Your high-def television is now obsolete—or at least that's what the consumer electronics industry would have you think.
The Consumer Electronics Association (CEA) announced the official Ultra High-Definition branding over the weekend, "connoting its superiority over conventional HDTV," the CEA said in a press release.
New TV sets can be called Ultra High-Definition (or Ultra HD) when they have at least 3,840 horizontal and at least 2,160 vertical pixels. The 1080p standard, by comparison, displayed 1,920 horizontal and 1,080 vertical pixels—or just one-quarter the resolution of Ultra HD.

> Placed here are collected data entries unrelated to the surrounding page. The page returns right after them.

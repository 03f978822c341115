// Minimal PRNG (no external crates).
//
// This is NOT cryptographically secure.
// Every environment instance owns one, so instances stay independent and
// rollouts are reproducible from a seed.

const ZERO_STATE_FALLBACK: u64 = 0x9E3779B97F4A7C15;

#[derive(Debug, Clone, PartialEq, Eq)]
pub struct Prng {
    state: u64,
}

impl Prng {
    pub fn new(seed: u64) -> Self {
        // xorshift has a fixed point at zero.
        let seed = if seed == 0 { ZERO_STATE_FALLBACK } else { seed };
        Self { state: seed }
    }

    /// Derive the generator for stream `index` of a base seed.
    ///
    /// Vectorized hosts seed instance `i` with `for_stream(seed, i)` so that
    /// neighbouring instances do not start from correlated states.
    pub fn for_stream(seed: u64, index: u64) -> Self {
        Self::new(splitmix64(seed ^ splitmix64(index.wrapping_add(1))))
    }

    #[inline]
    fn next_u64(&mut self) -> u64 {
        // xorshift64*
        let mut x = self.state;
        x ^= x >> 12;
        x ^= x << 25;
        x ^= x >> 27;
        self.state = x;
        x.wrapping_mul(0x2545F4914F6CDD1D)
    }

    #[inline]
    pub fn next_u32(&mut self) -> u32 {
        (self.next_u64() >> 32) as u32
    }

    /// Uniform draw from `0..n`. Returns 0 when `n == 0`.
    #[inline]
    pub fn below(&mut self, n: usize) -> usize {
        if n == 0 {
            return 0;
        }
        (self.next_u64() % n as u64) as usize
    }

    /// Uniform draw from the inclusive range `low..=high`.
    #[inline]
    pub fn range_inclusive(&mut self, low: usize, high: usize) -> usize {
        if high <= low {
            return low;
        }
        low + self.below(high - low + 1)
    }
}

fn splitmix64(mut z: u64) -> u64 {
    z = z.wrapping_add(0x9E3779B97F4A7C15);
    z = (z ^ (z >> 30)).wrapping_mul(0xBF58476D1CE4E5B9);
    z = (z ^ (z >> 27)).wrapping_mul(0x94D049BB133111EB);
    z ^ (z >> 31)
}

#[cfg(test)]
mod tests {
    use super::*;

    #[test]
    fn same_seed_same_sequence() {
        let mut a = Prng::new(7);
        let mut b = Prng::new(7);
        for _ in 0..32 {
            assert_eq!(a.next_u32(), b.next_u32());
        }
    }

    #[test]
    fn zero_seed_is_not_stuck() {
        let mut rng = Prng::new(0);
        let first = rng.next_u32();
        let second = rng.next_u32();
        assert!(first != 0 || second != 0);
    }

    #[test]
    fn range_inclusive_stays_in_bounds_and_hits_both_ends() {
        let mut rng = Prng::new(99);
        let mut seen = [false; 4];
        for _ in 0..1_000 {
            let v = rng.range_inclusive(3, 6);
            assert!((3..=6).contains(&v));
            seen[v - 3] = true;
        }
        assert!(seen.iter().all(|&s| s));
        assert_eq!(rng.range_inclusive(5, 5), 5);
    }

    #[test]
    fn streams_diverge() {
        let mut a = Prng::for_stream(1, 0);
        let mut b = Prng::for_stream(1, 1);
        let va: Vec<u32> = (0..8).map(|_| a.next_u32()).collect();
        let vb: Vec<u32> = (0..8).map(|_| b.next_u32()).collect();
        assert_ne!(va, vb);
    }
}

Ultra High-Definition replaces 4K as the name-of-choice for displays with more than 8 million pixels of resolution, and supersedes 1080p as the highest-resolution display standard for consumers. Most of the TV industry is on board with the new naming scheme, though Sony has said that they will market any new pixel-dense displays as 4K Ultra High-Definition.
With "regular" HDTVs reaching market saturation, and 3D TV having flopped, the display industry at large is searching for new tech that will compel buyers to upgrade yet again. Higher resolution is a great way to do that, but it's arguable that the benefits are only practical at huge screen sizes. The same way that 1080p is overkill on a 32-inch display, the extra detail of Ultra HD will be lost on a 42-inch display.
We've seen a few huge Ultra HD TVs at trade shows already, but this announcement sets the stage for a big wave of new models at the forthcoming Consumer Electronics Show in Las Vegas in January 2013.